Liberal unprogrammed Friends are accustomed to answer questions about the sacraments with this claim, or with a short and dismissive rejection of "ritual." Yet there are good reasons for arguing that certain kinds of Quaker practice are in fact deeply sacramental, in the Christian and biblical sense: outward signs of inward grace rooted in the practices of Jesus. At their best, Quaker worship and our practice of table fellowship are eucharistic practices; further, they are, and ought to be, faithful to biblical eucharistic mandates. (Similar arguments might be made about the baptismal character of Quaker worship, but are best left for another occasion.) The sacramental character of Quaker "eucharistic" practice deserves to be explored and more thoroughly grounded in biblical tradition, partly because our own theological tradition is grown thin, and partly because other Christians ask these questions of us.

Friends from pastoral traditions face a different and, for them, more troubling question: how do we justify as biblically faithful our rejection of the so-called "Lordís Supper" in the face of Jesusí command, "Do this in remembrance of me?" Even though Early Quakers understood scripture differently from twentieth-century American or African evangelicals, they would not think this question strange. And even if the question seems irrelevant to some modern Quakers, to others it is a burning one. Students at Friends Theological College in Kaimosi, Kenya, where I am principal, are deeply vexed about this question and under terrible pressure from other African Christians to propose an answer.

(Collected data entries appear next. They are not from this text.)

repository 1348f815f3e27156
//! Error response DTOs.

use serde::Serialize;
use serde_json::Value;
use utoipa::ToSchema;

/// Standard error response body.
#[derive(Debug, Serialize, ToSchema)]
#[schema(example = json!({
    "code": "VALIDATION_ERROR",
    "message": "Validation failed for page_size: Page size must be greater than 0",
    "details": {"field": "page_size"}
}))]
pub struct ErrorResponse {
    /// Machine-readable error code
    pub code: String,
    /// Human-readable message
    pub message: String,
    #[serde(skip_serializing_if = "Option::is_none")]
    #[schema(value_type = Option<Object>)]
    pub details: Option<Value>,
    #[serde(skip_serializing_if = "Option::is_none")]
    pub request_id: Option<String>,
}

impl ErrorResponse {
    pub fn new(code: &str, message: &str) -> Self {
        Self {
            code: code.to_string(),
            message: message.to_string(),
            details: None,
            request_id: None,
        }
    }

    pub fn with_details(mut self, details: Value) -> Self {
        self.details = Some(details);
        self
    }

    /// Attach the request id for log correlation.
    pub fn with_request_id(mut self, request_id: &str) -> Self {
        self.request_id = Some(request_id.to_string());
        self
    }
}

#[cfg(test)]
mod tests {
    use super::*;
    use serde_json::json;

    #[test]
    fn test_optional_fields_omitted() {
        let json = serde_json::to_value(ErrorResponse::new("BAD_REQUEST", "nope")).unwrap();
        assert_eq!(json, json!({"code": "BAD_REQUEST", "message": "nope"}));
    }

    #[test]
    fn test_with_details_and_request_id() {
        let response = ErrorResponse::new("VALIDATION_ERROR", "bad")
            .with_details(json!({"field": "page_size"}))
            .with_request_id("req-1");
        let json = serde_json::to_value(response).unwrap();
        assert_eq!(json["details"]["field"], "page_size");
        assert_eq!(json["request_id"], "req-1");
    }
}
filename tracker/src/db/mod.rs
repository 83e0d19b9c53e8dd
pub mod schema;

use sqlx::AnyPool;
use sqlx::any::AnyPoolOptions;

#[derive(Clone)]
pub struct Db {
    pub pool: AnyPool,
}

impl Db {
    pub async fn connect(database_url: &str) -> anyhow::Result<Self> {
        sqlx::any::install_default_drivers();

        let pool = AnyPoolOptions::new()
            .max_connections(16)
            .connect(database_url)
            .await?;

        Ok(Self { pool })
    }

    pub async fn migrate(&self) -> anyhow::Result<()> {
        schema::migrate(&self.pool).await
    }
}
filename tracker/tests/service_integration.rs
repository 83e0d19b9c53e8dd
use std::sync::Arc;

use rust_decimal_macros::dec;

use tracker::alerts::model::AlertStatus;
use tracker::error::AppError;
use tracker::prices::model::{Asset, WBTC_ADDRESS, WETH_ADDRESS};
use tracker::prices::resampler::{HOURLY_POINTS, NO_DATA_MESSAGE, PriceHistory};
use tracker::service::PriceService;
use tracker::swap::SwapCalculator;
use tracker::time::{HOUR_MS, MINUTE_MS};

use mocks::{FakeOracle, Quote, setup_db, sqlx_registry, sqlx_store};

const NOW: u64 = 1_700_000_000_000;

struct Fixture {
    service: PriceService,
    oracle: Arc<FakeOracle>,
    store: Arc<tracker::prices::TimeSeriesStore>,
    registry: Arc<tracker::alerts::AlertRegistry>,
}

async fn fixture() -> Fixture {
    let pool = setup_db().await;
    let store = sqlx_store(&pool);
    let registry = sqlx_registry(&pool);
    let oracle = Arc::new(FakeOracle::new());

    let service = PriceService::new(
        store.clone(),
        registry.clone(),
        SwapCalculator::new(oracle.clone()),
    );

    Fixture {
        service,
        oracle,
        store,
        registry,
    }
}

// -----------------------
// History
// -----------------------

#[tokio::test]
async fn history_reports_no_data_before_first_sample() {
    let f = fixture().await;

    let history = f.service.get_history("ethereum", NOW).await.unwrap();

    assert_eq!(history, PriceHistory::NoData);
    assert_eq!(history.message(), Some(NO_DATA_MESSAGE));
}

#[tokio::test]
async fn history_has_one_point_per_hour() {
    let f = fixture().await;

    // One sample every 10 minutes across the whole day.
    let start = NOW - 24 * HOUR_MS;
    for i in 0..=(24 * 6) {
        let ts = start + i * 10 * MINUTE_MS;
        f.store
            .append(Asset::Polygon, rust_decimal::Decimal::from(i), ts)
            .await
            .unwrap();
    }

    let history = f.service.get_history("Polygon", NOW).await.unwrap();
    let points = history.points().expect("history has data");

    assert_eq!(points.len(), HOURLY_POINTS);
    assert!(history.message().is_none());
    for (h, p) in points.iter().enumerate() {
        let h = h as u64;
        assert_eq!(p.ts_ms, start + h * HOUR_MS);
        assert_eq!(p.price, rust_decimal::Decimal::from(h * 6));
    }
}

#[tokio::test]
async fn history_ignores_samples_outside_the_window() {
    let f = fixture().await;
    f.store
        .append(Asset::Ethereum, dec!(1), NOW - 25 * HOUR_MS)
        .await
        .unwrap();

    let history = f.service.get_history("ethereum", NOW).await.unwrap();

    assert!(history.is_no_data());
}

#[tokio::test]
async fn history_rejects_unknown_asset() {
    let f = fixture().await;

    let err = f.service.get_history("dogecoin", NOW).await.unwrap_err();

    assert!(matches!(err, AppError::InvalidInput(_)));
}

// -----------------------
// Alerts
// -----------------------

#[tokio::test]
async fn create_alert_persists_pending_alert() {
    let f = fixture().await;

    let alert = f
        .service
        .create_alert("ethereum", dec!(2500.5), "trader@example.com", NOW)
        .await
        .unwrap();

    let stored = f.registry.get(&alert.id).await.unwrap().unwrap();
    assert_eq!(stored.asset, Asset::Ethereum);
    assert_eq!(stored.target_price, dec!(2500.5));
    assert_eq!(stored.email, "trader@example.com");
    assert_eq!(stored.created_ms, NOW);
    assert_eq!(stored.status, AlertStatus::Pending);
}

#[tokio::test]
async fn create_alert_rejects_bad_input() {
    let f = fixture().await;

    let bad_email = f
        .service
        .create_alert("ethereum", dec!(1), "not-an-email", NOW)
        .await
        .unwrap_err();
    let bad_asset = f
        .service
        .create_alert("solana", dec!(1), "a@example.com", NOW)
        .await
        .unwrap_err();

    assert!(matches!(bad_email, AppError::InvalidInput(_)));
    assert!(matches!(bad_asset, AppError::InvalidInput(_)));
}

// -----------------------
// Swap
// -----------------------

#[tokio::test]
async fn invalid_amounts_never_reach_the_oracle() {
    let f = fixture().await;

    for raw in [
        "0",
        "-5",
        "abc",
        "",
        "1000000000.1",
        "79228162514264337593543950335",
    ] {
        let err = f.service.quote_swap(raw).await.unwrap_err();
        assert!(matches!(err, AppError::InvalidInput(_)), "accepted {raw:?}");
    }

    assert_eq!(f.oracle.calls(), 0);
}

#[tokio::test]
async fn oversized_amount_is_rejected_before_pricing() {
    let oracle = Arc::new(FakeOracle::new());
    oracle.script(WETH_ADDRESS, vec![Quote::Price(dec!(2000))]);
    oracle.script(WBTC_ADDRESS, vec![Quote::Price(dec!(40000))]);
    let calculator = SwapCalculator::new(oracle.clone());

    let err = calculator.quote(rust_decimal::Decimal::MAX).await.unwrap_err();

    assert!(matches!(err, AppError::InvalidInput(_)));
    assert_eq!(oracle.calls(), 0);
}

#[tokio::test]
async fn quote_uses_both_oracle_prices() {
    let f = fixture().await;
    f.oracle.script(WETH_ADDRESS, vec![Quote::Price(dec!(2000))]);
    f.oracle.script(WBTC_ADDRESS, vec![Quote::Price(dec!(40000))]);

    let quote = f.service.quote_swap("1").await.unwrap();

    assert_eq!(quote.target_amount.to_string(), "0.05000000");
    assert_eq!(quote.fee_source.to_string(), "0.00030000");
    assert_eq!(quote.fee_usd.to_string(), "0.60");
    assert_eq!(f.oracle.calls(), 2);
}

#[tokio::test]
async fn quote_fails_when_a_price_is_unavailable() {
    let f = fixture().await;
    f.oracle.script(WETH_ADDRESS, vec![Quote::Price(dec!(2000))]);
    f.oracle.script(WBTC_ADDRESS, vec![Quote::Down]);

    let err = f.service.quote_swap("1").await.unwrap_err();

    assert!(matches!(err, AppError::ServiceUnavailable(_)));
}
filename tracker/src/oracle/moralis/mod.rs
pub mod client;
pub mod types;

pub use client::MoralisClient;
pub use types::TokenPrice;
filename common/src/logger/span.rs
use tracing::{Span, field};

use super::TraceId;

/// Create a root span for a tick / request.
pub fn root_span(name: &'static str, trace_id: &TraceId) -> Span {
    tracing::info_span!(
        "root",
        name = %name,
        trace_id = %trace_id,
        asset = field::Empty
    )
}

/// Create a child span (inherits trace_id from the enclosing root).
pub fn child_span(name: &'static str) -> Span {
    tracing::info_span!("child", name = %name, asset = field::Empty)
}

/// Records the asset being processed on the current span.
pub fn annotate_asset(asset: &str) {
    Span::current().record("asset", field::display(asset));
}
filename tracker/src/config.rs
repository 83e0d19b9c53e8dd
use std::time::Duration;

#[derive(Clone, Debug)]
pub struct AppConfig {
    /// Database connection string.
    pub database_url: String,

    // =========================
    // Oracle configuration
    // =========================
    /// Base URL of the Moralis EVM API (without trailing slash).
    pub moralis_api_url: String,

    /// API key sent as `X-API-Key`. Requests fail fast when empty.
    pub moralis_api_key: String,

    /// Per-request timeout for oracle calls.
    ///
    /// A timed out read is a transient failure: the asset is skipped for the
    /// current tick and retried on the next one.
    pub oracle_timeout: Duration,

    // =========================
    // Scheduler configuration
    // =========================
    /// Period between ingestion ticks.
    pub poll_interval: Duration,

    // =========================
    // Notification configuration
    // =========================
    /// Recipient of surge notifications (target alerts go to the alert's own email).
    pub surge_recipient: String,

    /// Sender used in rendered emails.
    pub mail_from: String,

    /// Mail relay endpoint. When unset, notifications are rendered and logged only.
    pub mail_relay_url: Option<String>,

    /// Per-request timeout for mail relay calls.
    pub mail_timeout: Duration,

    /// Emit JSON logs (production) instead of pretty logs.
    pub json_logs: bool,
}

impl AppConfig {
    pub fn from_env() -> Self {
        Self::from_lookup(|key| std::env::var(key).ok())
    }

    /// Builds the config from an arbitrary key lookup, applying defaults for
    /// missing or unparsable values.
    pub fn from_lookup<F>(lookup: F) -> Self
    where
        F: Fn(&str) -> Option<String>,
    {
        let get = |key: &str, default: &str| {
            lookup(key)
                .filter(|v| !v.trim().is_empty())
                .unwrap_or_else(|| default.to_string())
        };
        let get_u64 = |key: &str, default: u64| {
            lookup(key)
                .and_then(|v| v.trim().parse::<u64>().ok())
                .unwrap_or(default)
        };

        Self {
            database_url: get("DATABASE_URL", "sqlite://price_tracker.db?mode=rwc"),

            moralis_api_url: get("MORALIS_API_URL", "https://deep-index.moralis.io/api/v2.2")
                .trim_end_matches('/')
                .to_string(),
            moralis_api_key: lookup("MORALIS_API_KEY").unwrap_or_default(),
            // A zero timeout would fail every request.
            oracle_timeout: Duration::from_millis(get_u64("ORACLE_TIMEOUT_MS", 5_000).max(1)),

            // Every 5 minutes.
            poll_interval: Duration::from_secs(get_u64("POLL_INTERVAL_SECS", 300).max(1)),

            surge_recipient: get("SURGE_RECIPIENT", "hyperhire_assignment@hyperhire.in"),
            mail_from: get(
                "MAIL_FROM",
                "\"Blockchain Price Tracker\" <noreply@example.com>",
            ),
            mail_relay_url: lookup("MAIL_RELAY_URL").filter(|v| !v.trim().is_empty()),
            mail_timeout: Duration::from_millis(get_u64("MAIL_TIMEOUT_MS", 10_000).max(1)),

            json_logs: lookup("APP_ENV").as_deref() == Some("production"),
        }
    }
}
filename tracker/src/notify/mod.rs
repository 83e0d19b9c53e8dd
pub mod email;
pub mod http;
pub mod log;

use async_trait::async_trait;
use rust_decimal::Decimal;

use crate::prices::model::Asset;

pub use email::{EmailMessage, MailSettings};
pub use http::HttpMailNotifier;
pub use log::LogNotifier;

/// Outbound notifications. Callers treat both methods as fire-and-forget:
/// failures are logged and never retried by the core.
#[async_trait]
pub trait Notifier: Send + Sync {
    async fn notify_target_alert(
        &self,
        email: &str,
        asset: Asset,
        target_price: Decimal,
    ) -> anyhow::Result<()>;

    async fn notify_surge(
        &self,
        asset: Asset,
        old_price: Decimal,
        new_price: Decimal,
    ) -> anyhow::Result<()>;
}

The answer given them by the missionaries of the first sixty years "Quakers just donít do that" has, as in other instances, betrayed them and left them theologically impoverished. Whether American liberals like it or not, African and North American Friends of a more evangelical stripe need an account of their practice which demonstrates thoughtfulness and fidelity about the biblical eucharistic mandates.

Closer to home, it is an open secret that in many places in the United States, Quaker Meetings do celebrate some version of the Lordís Supper. This is prima facie evidence that Friends over the last century have failed to address this difficult question. Why are we not bound by the scriptural injunction, "Do this in remembrance of me"? If we are held to the biblical injunctions to love our enemies, pray for those who persecute us, refrain from killing, and the like, why are we exempt from the eucharistic injunction?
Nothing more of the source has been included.